Saved data entries:

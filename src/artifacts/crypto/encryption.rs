//! Encryption at rest for the object store
//!
//! AES-256-GCM over compressed object payloads, applied *after* hashing
//! (hash-then-encrypt) so deduplication by plaintext hash is preserved.
//! The key is derived from a passphrase with Argon2id; hardness parameters
//! come from the repo config (memory cost at least 64 MiB, 3 passes). The
//! salt is stored in the repo encryption config.
//!
//! Ciphertext layout: `nonce (12B) || ciphertext+tag`. A GCM tag mismatch
//! surfaces as `DecryptionFailed` and aborts the enclosing operation.

use aes_gcm::aead::{Aead, KeyInit};
use aes_gcm::{Aes256Gcm, Key, Nonce};
use argon2::{Algorithm, Argon2, Params, Version};
use bytes::Bytes;
use rand::RngCore;
use rand::rngs::OsRng;

use crate::artifacts::config::KdfConfig;
use crate::errors::{Error, Result};

/// GCM nonce length in bytes.
const NONCE_LEN: usize = 12;

/// Derived key length in bytes (AES-256).
const KEY_LEN: usize = 32;

/// Generate a fresh random KDF salt.
pub fn generate_salt() -> [u8; 16] {
    let mut salt = [0u8; 16];
    OsRng.fill_bytes(&mut salt);
    salt
}

/// Derive an AES-256 key from a passphrase with Argon2id.
///
/// # Arguments
///
/// * `passphrase` - user-supplied secret
/// * `salt` - per-repo salt from the encryption config
/// * `kdf` - hardness parameters (memory in KiB, passes)
pub fn derive_key(passphrase: &[u8], salt: &[u8], kdf: &KdfConfig) -> Result<[u8; KEY_LEN]> {
    let params = Params::new(kdf.memory, kdf.passes, 4, Some(KEY_LEN)).map_err(|err| {
        Error::InvalidConfig {
            key: "encryption.kdf".to_string(),
            reason: err.to_string(),
        }
    })?;
    let argon2 = Argon2::new(Algorithm::Argon2id, Version::V0x13, params);

    let mut key = [0u8; KEY_LEN];
    argon2
        .hash_password_into(passphrase, salt, &mut key)
        .map_err(|err| Error::InvalidConfig {
            key: "encryption.kdf".to_string(),
            reason: err.to_string(),
        })?;
    Ok(key)
}

/// Stateful encryptor attached to the object store when encryption at rest
/// is enabled.
#[derive(Clone)]
pub struct Encryptor {
    cipher: Aes256Gcm,
}

impl std::fmt::Debug for Encryptor {
    fn fmt(&self, f: &mut std::fmt::Formatter<'_>) -> std::fmt::Result {
        f.debug_struct("Encryptor").finish_non_exhaustive()
    }
}

impl Encryptor {
    pub fn new(key: &[u8; KEY_LEN]) -> Self {
        Encryptor {
            cipher: Aes256Gcm::new(Key::<Aes256Gcm>::from_slice(key)),
        }
    }

    /// Build from a passphrase plus the repo's stored KDF parameters.
    pub fn from_passphrase(passphrase: &[u8], salt: &[u8], kdf: &KdfConfig) -> Result<Self> {
        Ok(Self::new(&derive_key(passphrase, salt, kdf)?))
    }

    /// Encrypt a payload; output carries its own random nonce.
    pub fn encrypt(&self, payload: &[u8]) -> Result<Bytes> {
        let mut nonce_bytes = [0u8; NONCE_LEN];
        OsRng.fill_bytes(&mut nonce_bytes);
        let nonce = Nonce::from_slice(&nonce_bytes);

        let ciphertext = self
            .cipher
            .encrypt(nonce, payload)
            .map_err(|_| Error::DecryptionFailed)?;

        let mut out = Vec::with_capacity(NONCE_LEN + ciphertext.len());
        out.extend_from_slice(&nonce_bytes);
        out.extend_from_slice(&ciphertext);
        Ok(Bytes::from(out))
    }

    /// Decrypt a payload produced by [`Encryptor::encrypt`].
    pub fn decrypt(&self, payload: &[u8]) -> Result<Bytes> {
        if payload.len() < NONCE_LEN {
            return Err(Error::DecryptionFailed);
        }
        let (nonce_bytes, ciphertext) = payload.split_at(NONCE_LEN);
        let nonce = Nonce::from_slice(nonce_bytes);

        let plaintext = self
            .cipher
            .decrypt(nonce, ciphertext)
            .map_err(|_| Error::DecryptionFailed)?;
        Ok(Bytes::from(plaintext))
    }
}
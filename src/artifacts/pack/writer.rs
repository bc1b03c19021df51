//! Pack writer
//!
//! Encodes a set of objects into a pack file plus its side index. Delta
//! suggestions come from the similarity matcher; the writer enforces the
//! size gate (delta < 0.8 × target), chain depth (≤ max), cycle rejection,
//! and that every chain terminates at a FULL object inside the same pack.

use std::collections::HashMap;
use std::io::Write;
use std::path::{Path, PathBuf};

use byteorder::{BigEndian, WriteBytesExt};
use bytes::Bytes;
use flate2::Compression;
use flate2::write::ZlibEncoder;
use sha2::{Digest, Sha256};
use tracing::debug;

use crate::artifacts::objects::object_id::ObjectId;
use crate::artifacts::objects::object_type::ObjectType;
use crate::artifacts::pack::{FLAG_DELTA, IDX_MAGIC, PACK_MAGIC, PACK_VERSION, delta};
use crate::errors::{Error, Result};

/// One object to be packed.
#[derive(Debug, Clone)]
pub struct PackInput {
    pub oid: ObjectId,
    pub kind: ObjectType,
    pub payload: Bytes,
}

/// Result of writing a pack: its id and on-disk paths.
#[derive(Debug, Clone)]
pub struct WrittenPack {
    pub id: String,
    pub pack_path: PathBuf,
    pub index_path: PathBuf,
    pub delta_count: usize,
}

/// Pack writer with delta-chain bookkeeping.
#[derive(Debug)]
pub struct PackWriter {
    max_chain: u32,
    delta_enabled: bool,
}

impl PackWriter {
    pub fn new(delta_enabled: bool, max_chain: u32) -> Self {
        PackWriter {
            delta_enabled,
            max_chain,
        }
    }

    /// Write `objects` into `<pack_dir>/<packid>.pack` + `.idx`.
    ///
    /// # Arguments
    ///
    /// * `pack_dir` - destination directory (created if missing)
    /// * `objects` - payloads to pack, deduplicated by the caller
    /// * `delta_bases` - target oid → suggested base oid (single hop)
    ///
    /// # Returns
    ///
    /// The written pack's id and paths.
    pub fn write(
        &self,
        pack_dir: &Path,
        objects: &[PackInput],
        delta_bases: &HashMap<ObjectId, ObjectId>,
    ) -> Result<WrittenPack> {
        if objects.is_empty() {
            return Err(Error::invalid_argument("cannot write an empty pack"));
        }

        let by_oid: HashMap<&ObjectId, &PackInput> =
            objects.iter().map(|obj| (&obj.oid, obj)).collect();
        let plan = self.plan_deltas(objects, delta_bases, &by_oid);

        let mut body = Vec::new();
        body.extend_from_slice(PACK_MAGIC);
        body.write_u32::<BigEndian>(PACK_VERSION)?;
        body.write_u32::<BigEndian>(objects.len() as u32)?;

        let mut offsets: Vec<(ObjectId, u64)> = Vec::with_capacity(objects.len());
        let mut delta_count = 0usize;

        for object in objects {
            offsets.push((object.oid.clone(), body.len() as u64));

            let base = plan.get(&object.oid).and_then(|base_oid| {
                by_oid.get(base_oid).map(|input| (base_oid.clone(), *input))
            });

            match base {
                Some((base_oid, base_input)) => {
                    let patch = delta::compute_delta(&base_input.payload, &object.payload);
                    if delta::worth_storing(&patch, &object.payload) {
                        body.push(object.kind.as_u8());
                        body.push(FLAG_DELTA);
                        base_oid.write_raw_to(&mut body)?;
                        body.write_u32::<BigEndian>(patch.len() as u32)?;
                        body.extend_from_slice(&patch);
                        delta_count += 1;
                        continue;
                    }
                    // gate failed, fall through to FULL
                    Self::write_full(&mut body, object)?;
                }
                None => Self::write_full(&mut body, object)?,
            }
        }

        let trailer: [u8; 32] = Sha256::digest(&body).into();
        body.extend_from_slice(&trailer);

        let pack_id = ObjectId::from_raw(&trailer).as_ref().to_string();
        std::fs::create_dir_all(pack_dir)?;

        let pack_path = pack_dir.join(format!("{pack_id}.pack"));
        let index_path = pack_dir.join(format!("{pack_id}.idx"));
        Self::write_atomic(&pack_path, &body)?;
        Self::write_atomic(&index_path, &Self::encode_index(&mut offsets)?)?;

        debug!(
            pack = %pack_id,
            objects = objects.len(),
            deltas = delta_count,
            "wrote pack"
        );

        Ok(WrittenPack {
            id: pack_id,
            pack_path,
            index_path,
            delta_count,
        })
    }

    fn write_full(body: &mut Vec<u8>, object: &PackInput) -> Result<()> {
        let mut encoder = ZlibEncoder::new(Vec::new(), Compression::default());
        encoder.write_all(&object.payload)?;
        let compressed = encoder.finish()?;

        body.push(object.kind.as_u8());
        body.push(0);
        body.write_u32::<BigEndian>(compressed.len() as u32)?;
        body.extend_from_slice(&compressed);
        Ok(())
    }

    /// Validate delta suggestions: base present in pack, no cycles, chain
    /// depth within bounds. Invalid suggestions demote to FULL.
    fn plan_deltas(
        &self,
        objects: &[PackInput],
        suggestions: &HashMap<ObjectId, ObjectId>,
        by_oid: &HashMap<&ObjectId, &PackInput>,
    ) -> HashMap<ObjectId, ObjectId> {
        if !self.delta_enabled {
            return HashMap::new();
        }

        let mut plan: HashMap<ObjectId, ObjectId> = HashMap::new();

        for object in objects {
            let Some(base) = suggestions.get(&object.oid) else {
                continue;
            };
            if base == &object.oid || !by_oid.contains_key(base) {
                continue;
            }

            // walk the prospective chain through already accepted hops
            let mut depth = 1u32;
            let mut cursor = base.clone();
            let mut valid = true;
            while let Some(next) = suggestions.get(&cursor) {
                if next == &object.oid || depth >= self.max_chain {
                    valid = false; // cycle or over-deep chain
                    break;
                }
                if !by_oid.contains_key(next) {
                    break; // chain ends at a FULL object
                }
                cursor = next.clone();
                depth += 1;
            }

            if valid {
                plan.insert(object.oid.clone(), base.clone());
            }
        }

        plan
    }

    fn encode_index(offsets: &mut Vec<(ObjectId, u64)>) -> Result<Vec<u8>> {
        offsets.sort_by(|a, b| a.0.cmp(&b.0));

        let mut index = Vec::new();
        index.extend_from_slice(IDX_MAGIC);
        index.write_u32::<BigEndian>(PACK_VERSION)?;
        index.write_u32::<BigEndian>(offsets.len() as u32)?;
        for (oid, offset) in offsets.iter() {
            oid.write_raw_to(&mut index)?;
            index.write_u64::<BigEndian>(*offset)?;
        }

        let trailer: [u8; 32] = Sha256::digest(&index).into();
        index.extend_from_slice(&trailer);
        Ok(index)
    }

    fn write_atomic(path: &Path, bytes: &[u8]) -> Result<()> {
        let temp = path.with_extension(format!("tmp-{}", rand::random::<u32>()));
        std::fs::write(&temp, bytes)?;
        std::fs::rename(&temp, path)?;
        Ok(())
    }
}
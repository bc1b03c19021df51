//! Commit walker
//!
//! Yields commits in parent-chain order starting from a tip. Multi-parent
//! exploration is depth-first with the first parent preferred, guarded by a
//! visited set keyed by commit hash. Iterative with an explicit worklist so
//! deep histories cannot overflow the stack.

use std::collections::HashSet;

use crate::areas::database::Database;
use crate::artifacts::objects::commit::Commit;
use crate::artifacts::objects::object_id::ObjectId;
use crate::errors::Result;

/// Iterator over a commit's ancestry.
#[derive(Debug)]
pub struct RevList<'db> {
    database: &'db Database,
    stack: Vec<ObjectId>,
    visited: HashSet<ObjectId>,
}

impl<'db> RevList<'db> {
    /// Start a walk from `tip`.
    pub fn new(database: &'db Database, tip: ObjectId) -> Self {
        RevList {
            database,
            stack: vec![tip],
            visited: HashSet::new(),
        }
    }

    /// Collect every commit id reachable from `tip` (ancestry closure).
    pub fn reachable_commits(database: &Database, tip: &ObjectId) -> Result<HashSet<ObjectId>> {
        let mut reachable = HashSet::new();
        for step in RevList::new(database, tip.clone()) {
            let (oid, _) = step?;
            reachable.insert(oid);
        }
        Ok(reachable)
    }

    /// Whether `ancestor` is reachable from `descendant` (inclusive).
    pub fn is_ancestor(
        database: &Database,
        ancestor: &ObjectId,
        descendant: &ObjectId,
    ) -> Result<bool> {
        for step in RevList::new(database, descendant.clone()) {
            let (oid, _) = step?;
            if &oid == ancestor {
                return Ok(true);
            }
        }
        Ok(false)
    }
}

impl Iterator for RevList<'_> {
    type Item = Result<(ObjectId, Commit)>;

    fn next(&mut self) -> Option<Self::Item> {
        loop {
            let oid = self.stack.pop()?;
            if !self.visited.insert(oid.clone()) {
                continue;
            }

            match self.database.require_commit(&oid) {
                Ok(commit) => {
                    // push in reverse so the first parent is explored first
                    for parent in commit.parents().iter().rev() {
                        if !self.visited.contains(parent) {
                            self.stack.push(parent.clone());
                        }
                    }
                    return Some(Ok((oid, commit)));
                }
                Err(err) => return Some(Err(err)),
            }
        }
    }
}
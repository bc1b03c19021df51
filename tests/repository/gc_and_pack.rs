//! GC safety and repacking through the similarity matcher

use crate::common::{TestRepo, cancel, commit_file, repo, write_file};
use pretty_assertions::assert_eq;
use rstest::rstest;

#[rstest]
fn gc_sweeps_unreachable_objects_and_keeps_reachable_history(repo: TestRepo) {
    // reachable: two commits on main, one on a branch, one tagged
    let c0 = commit_file(&repo.repo, "semantic/a.md", "v0\n", "c0");
    repo.repo.create_tag("keep", c0.as_ref()).unwrap();
    repo.repo.create_branch("side").unwrap();
    repo.repo.checkout("side").unwrap();
    let side_tip = commit_file(&repo.repo, "semantic/side.md", "side\n", "side");
    repo.repo.checkout("main").unwrap();
    let c1 = commit_file(&repo.repo, "semantic/a.md", "v1\n", "c1");

    // garbage: a staged-then-unstaged blob is unreachable
    write_file(&repo.repo, "semantic/garbage.md", "forget me\n");
    repo.repo.stage("semantic/garbage.md").unwrap();
    repo.repo.unstage("semantic/garbage.md").unwrap();

    let report = repo.repo.gc(false, &cancel()).unwrap();
    assert!(report.swept >= 1, "expected the orphan blob to be swept");

    // every reachable commit is still readable
    for oid in [&c0, &c1, &side_tip] {
        repo.repo.database().require_commit(oid).unwrap();
    }
    assert_eq!(repo.repo.log().unwrap().len(), 2);
    assert_eq!(repo.repo.resolve("keep").unwrap(), c0);
}

#[rstest]
fn commits_reachable_only_through_the_reflog_survive_gc(repo: TestRepo) {
    commit_file(&repo.repo, "semantic/a.md", "v0\n", "c0");
    let c1 = commit_file(&repo.repo, "semantic/a.md", "v1\n", "c1");
    repo.repo.reset("HEAD~1").unwrap();

    // c1 is no longer reachable from any ref, only from the reflog
    repo.repo.gc(false, &cancel()).unwrap();
    repo.repo.database().require_commit(&c1).unwrap();
}

#[rstest]
fn repack_moves_loose_objects_into_a_pack(repo: TestRepo) {
    // similar episodic entries give the delta selector something to chew on
    let mut content = String::from("2026-01-01T08:00:00Z session opened with the usual context\n");
    for n in 0..6 {
        content.push_str(&format!(
            "2026-01-01T0{n}:10:00Z heartbeat event number {n} with stable wording\n"
        ));
        commit_file(&repo.repo, "episodic/log.md", &content, &format!("event {n}"));
    }

    let loose_before = repo.repo.database().iter_loose().unwrap().len();
    assert!(loose_before > 0);

    let report = repo.repo.gc(true, &cancel()).unwrap();
    assert_eq!(report.packed, report.marked);
    assert!(repo.repo.database().iter_loose().unwrap().is_empty());

    // everything still reads back through the pack
    let log = repo.repo.log().unwrap();
    assert_eq!(log.len(), 6);
    for (_, commit) in &log {
        repo.repo
            .database()
            .flatten_tree(commit.tree_oid())
            .unwrap();
    }

    // and the whole store still verifies
    let fsck = repo.repo.fsck(&cancel()).unwrap();
    assert!(fsck.is_clean(), "unexpected issues: {:?}", fsck.issues);
}

#[rstest]
fn commits_after_a_repack_coexist_with_the_pack(repo: TestRepo) {
    commit_file(&repo.repo, "semantic/a.md", "v0\n", "c0");
    repo.repo.gc(true, &cancel()).unwrap();

    let c1 = commit_file(&repo.repo, "semantic/a.md", "v1\n", "c1");
    assert_eq!(repo.repo.resolve("HEAD").unwrap(), c1);
    assert_eq!(repo.repo.log().unwrap().len(), 2);
}

#[rstest]
fn cancelled_gc_deletes_nothing(repo: TestRepo) {
    commit_file(&repo.repo, "semantic/a.md", "v0\n", "c0");
    write_file(&repo.repo, "semantic/garbage.md", "orphan\n");
    repo.repo.stage("semantic/garbage.md").unwrap();
    repo.repo.unstage("semantic/garbage.md").unwrap();

    let loose_before = repo.repo.database().iter_loose().unwrap().len();

    let flag = cancel();
    flag.store(true, std::sync::atomic::Ordering::Relaxed);
    assert!(matches!(
        repo.repo.gc(false, &flag),
        Err(agmem::Error::Cancelled)
    ));

    assert_eq!(repo.repo.database().iter_loose().unwrap().len(), loose_before);
}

● **ABOUT THIS TASK**
Lines containing the word "PackWriter": copy every one of them from the records above.

● **SOLUTION FOR THIS PROBLEM**
pub struct PackWriter {
impl PackWriter {
        PackWriter {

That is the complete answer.